Novartis ha firmato un accordo da 1,3 miliardi di dollari con l’azienda farmaceutica sudcoreana Chong Kun Dang Pharmaceuticals (CKD) per sviluppare un farmaco sperimentale per trattare la malattia di Charcot-Marie-Tooth, una rara malattia genetica che colpisce i nervi periferici del corpo.

In base all’accordo, Novartis verserà a CKD 80 milioni di dollari in anticipo, con l’impegno a coprire fino a 1,2 miliardi di dollari nel corso dello sviluppo e dell’approvazione del farmaco.
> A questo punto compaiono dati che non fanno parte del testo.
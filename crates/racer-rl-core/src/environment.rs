//! Environment traits and types

use async_trait::async_trait;
use serde::{Deserialize, Serialize};

use crate::{Action, ActionSpace, Observation, ObservationSpace, Reward, State};

/// Result of a single environment step
#[derive(Debug, Clone)]
pub struct Step<O, S> {
    /// Observation from the environment
    pub observation: O,
    /// Reward signal
    pub reward: Reward,
    /// Whether the episode is done
    pub done: bool,
    /// Whether the episode was truncated (e.g., time limit)
    pub truncated: bool,
    /// Additional info from the environment
    pub info: StepInfo,
    /// Internal state (if available)
    pub state: Option<S>,
}

/// Additional information from a step
#[derive(Debug, Clone, Default, Serialize, Deserialize)]
pub struct StepInfo {
    /// Custom fields
    #[serde(flatten)]
    pub fields: serde_json::Map<String, serde_json::Value>,
}

impl StepInfo {
    /// Attach a field, replacing any previous value under the same key
    #[must_use]
    pub fn with(mut self, key: impl Into<String>, value: impl Into<serde_json::Value>) -> Self {
        self.fields.insert(key.into(), value.into());
        self
    }

    /// Look up a field
    #[must_use]
    pub fn get(&self, key: &str) -> Option<&serde_json::Value> {
        self.fields.get(key)
    }
}

/// Episode information
#[derive(Debug, Clone, Serialize, Deserialize)]
pub struct Episode {
    /// Episode ID
    pub id: String,
    /// Total reward
    pub total_reward: f64,
    /// Number of steps
    pub steps: usize,
    /// Whether episode was truncated
    pub truncated: bool,
    /// Start time
    pub start_time: chrono::DateTime<chrono::Utc>,
    /// End time
    pub end_time: Option<chrono::DateTime<chrono::Utc>>,
}

/// Core environment trait
#[async_trait]
pub trait Environment: Send + Sync {
    /// Observation type
    type Observation: Observation;
    /// Action type
    type Action: Action;
    /// State type
    type State: State;

    /// Get the observation space
    fn observation_space(&self) -> Box<dyn ObservationSpace<Observation = Self::Observation>>;

    /// Get the action space
    fn action_space(&self) -> Box<dyn ActionSpace<Action = Self::Action>>;

    /// Reset the environment
    async fn reset(&mut self) -> crate::Result<(Self::Observation, StepInfo)>;

    /// Take a step in the environment
    async fn step(&mut self, action: Self::Action) -> crate::Result<Step<Self::Observation, Self::State>>;

    /// Close the environment
    async fn close(&mut self) -> crate::Result<()> {
        Ok(())
    }

    /// Get current episode info
    fn episode_info(&self) -> Option<Episode> {
        None
    }
}

/// Wrapper for environments that tracks episodes
pub struct TrackedEnvironment<E> {
    /// Inner environment
    pub env: E,
    /// Current episode
    pub episode: Option<Episode>,
    /// Step counter
    pub step_count: usize,
}

impl<E> TrackedEnvironment<E> {
    /// Create a new tracked environment
    pub fn new(env: E) -> Self {
        Self {
            env,
            episode: None,
            step_count: 0,
        }
    }
}

#[async_trait]
impl<E> Environment for TrackedEnvironment<E>
where
    E: Environment,
{
    type Observation = E::Observation;
    type Action = E::Action;
    type State = E::State;

    fn observation_space(&self) -> Box<dyn ObservationSpace<Observation = Self::Observation>> {
        self.env.observation_space()
    }

    fn action_space(&self) -> Box<dyn ActionSpace<Action = Self::Action>> {
        self.env.action_space()
    }

    async fn reset(&mut self) -> crate::Result<(Self::Observation, StepInfo)> {
        // End current episode if exists
        if let Some(ref mut episode) = self.episode {
            if episode.end_time.is_none() {
                episode.end_time = Some(chrono::Utc::now());
            }
        }

        self.episode = Some(Episode {
            id: uuid::Uuid::new_v4().to_string(),
            total_reward: 0.0,
            steps: 0,
            truncated: false,
            start_time: chrono::Utc::now(),
            end_time: None,
        });
        self.step_count = 0;

        self.env.reset().await
    }

    async fn step(&mut self, action: Self::Action) -> crate::Result<Step<Self::Observation, Self::State>> {
        let step = self.env.step(action).await?;

        self.step_count += 1;
        if let Some(ref mut episode) = self.episode {
            episode.total_reward += step.reward.0;
            episode.steps = self.step_count;

            if step.done || step.truncated {
                episode.truncated = step.truncated;
                episode.end_time = Some(chrono::Utc::now());
                tracing::debug!(
                    episode = %episode.id,
                    steps = episode.steps,
                    total_reward = episode.total_reward,
                    truncated = episode.truncated,
                    "episode finished"
                );
            }
        }

        Ok(step)
    }

    async fn close(&mut self) -> crate::Result<()> {
        self.env.close().await
    }

    fn episode_info(&self) -> Option<Episode> {
        self.episode.clone()
    }
}

#[cfg(test)]
mod tests {
    use super::*;

    #[derive(Debug, Clone)]
    struct Count(f64);

    impl Observation for Count {
        fn to_vec(&self) -> Vec<f64> {
            vec![self.0]
        }

        fn shape(&self) -> Vec<usize> {
            vec![1]
        }
    }

    impl State for Count {
        fn features(&self) -> Vec<f64> {
            vec![self.0]
        }

        fn is_terminal(&self) -> bool {
            self.0 >= 3.0
        }
    }

    #[derive(Debug, Clone, Copy)]
    struct Nudge(f64);

    impl Action for Nudge {
        fn to_vec(&self) -> Vec<f64> {
            vec![self.0]
        }
    }

    struct NudgeSpace;

    impl ActionSpace for NudgeSpace {
        type Action = Nudge;

        fn sample(&self) -> Self::Action {
            Nudge(0.5)
        }

        fn contains(&self, action: &Self::Action) -> bool {
            (0.0..=1.0).contains(&action.0)
        }

        fn dim(&self) -> Option<usize> {
            Some(1)
        }
    }

    struct CountSpace;

    impl ObservationSpace for CountSpace {
        type Observation = Count;

        fn sample(&self) -> Self::Observation {
            Count(0.0)
        }

        fn contains(&self, obs: &Self::Observation) -> bool {
            obs.0 >= 0.0
        }

        fn shape(&self) -> Vec<usize> {
            vec![1]
        }
    }

    /// Counts up by the action value and stops at three.
    struct CountingEnv {
        value: f64,
    }

    #[async_trait]
    impl Environment for CountingEnv {
        type Observation = Count;
        type Action = Nudge;
        type State = Count;

        fn observation_space(&self) -> Box<dyn ObservationSpace<Observation = Self::Observation>> {
            Box::new(CountSpace)
        }

        fn action_space(&self) -> Box<dyn ActionSpace<Action = Self::Action>> {
            Box::new(NudgeSpace)
        }

        async fn reset(&mut self) -> crate::Result<(Self::Observation, StepInfo)> {
            self.value = 0.0;
            Ok((Count(0.0), StepInfo::default()))
        }

        async fn step(&mut self, action: Self::Action) -> crate::Result<Step<Self::Observation, Self::State>> {
            self.value += action.0;
            let state = Count(self.value);
            Ok(Step {
                observation: Count(self.value),
                reward: Reward(action.0),
                done: state.is_terminal(),
                truncated: false,
                info: StepInfo::default().with("value", self.value),
                state: Some(state),
            })
        }
    }

    #[tokio::test]
    async fn test_tracked_environment_accumulates_episode() {
        let mut env = TrackedEnvironment::new(CountingEnv { value: 0.0 });
        assert!(env.episode_info().is_none());
        assert_eq!(env.action_space().dim(), Some(1));

        env.reset().await.unwrap();
        let mut last = None;
        for _ in 0..3 {
            last = Some(env.step(Nudge(1.0)).await.unwrap());
        }

        let step = last.unwrap();
        assert!(step.done);
        assert!(step.state.unwrap().is_terminal());
        assert_eq!(step.info.get("value"), Some(&serde_json::json!(3.0)));
        assert!(env.observation_space().contains(&step.observation));

        let episode = env.episode_info().unwrap();
        assert_eq!(episode.steps, 3);
        assert!((episode.total_reward - 3.0).abs() < 1e-12);
        assert!(episode.end_time.is_some());
        assert!(!episode.truncated);
    }

    #[tokio::test]
    async fn test_reset_starts_fresh_episode() {
        let mut env = TrackedEnvironment::new(CountingEnv { value: 0.0 });
        env.reset().await.unwrap();
        let first = env.episode_info().unwrap().id;
        env.step(Nudge(0.5)).await.unwrap();

        env.reset().await.unwrap();
        let episode = env.episode_info().unwrap();
        assert_ne!(episode.id, first);
        assert_eq!(episode.steps, 0);
        assert_eq!(env.step_count, 0);
    }
}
Il farmaco in questione, chiamato CKD-510, che appartiene alla classe degli Inibitori della Istone Deacetilasi 6 (HDAC6), è stato sviluppato per trattare malattie infiammatorie ed è stato designato come farmaco orfano dalla Food and Drug Administration (FDA) degli Stati Uniti per il trattamento della malattia di Charcot-Marie-Tooth.

Lo status di farmaco orfano viene conferito a un medicinale in fase di sperimentazione per una malattia rara, e tale designazione offre agli sviluppatori incentivi come crediti d’imposta per gli studi clinici qualificati e l’esenzione dai diritti d’uso negli Stati Uniti. CDK Pharmaceuticals sta investendo in ricerca per sviluppare nuovi farmaci innovativi e ha diversificato la propria linea di farmaci, con circa dieci nuovi prodotti in sviluppo, tra cui il Ckd-510. Novartis ha ottenuto i diritti per sviluppare e commercializzare il farmaco al di fuori della Corea, dove Cdk detiene i diritti.

Gli inibitori della Istone deacetilasi 6 (HDAC6)

Gli inibitori dell’HDAC6 potrebbero avere un ruolo importante nella malattia di Charcot-Marie-Tooth (CMT), una condizione genetica rara che colpisce i nervi periferici del corpo. Nella CMT, i nervi danneggiati causano problemi motori e sensoriali, rendendo difficile camminare e svolgere attività quotidiane per via dei sintomi che i pazienti sperimentano.

L’azione di questi inibitori dell’HDAC6 potrebbe aiutare le persone con CMT bloccando la proteina HDAC6, che è coinvolta nei processi infiammatori e nel danno ai nervi. Interferendo con questa proteina, questi farmaci potrebbero contribuire a ridurre l’infiammazione e proteggere le cellule nervose, offrendo nuove prospettive per il trattamento e la gestione dei sintomi della malattia di Charcot-Marie-Tooth (CMT).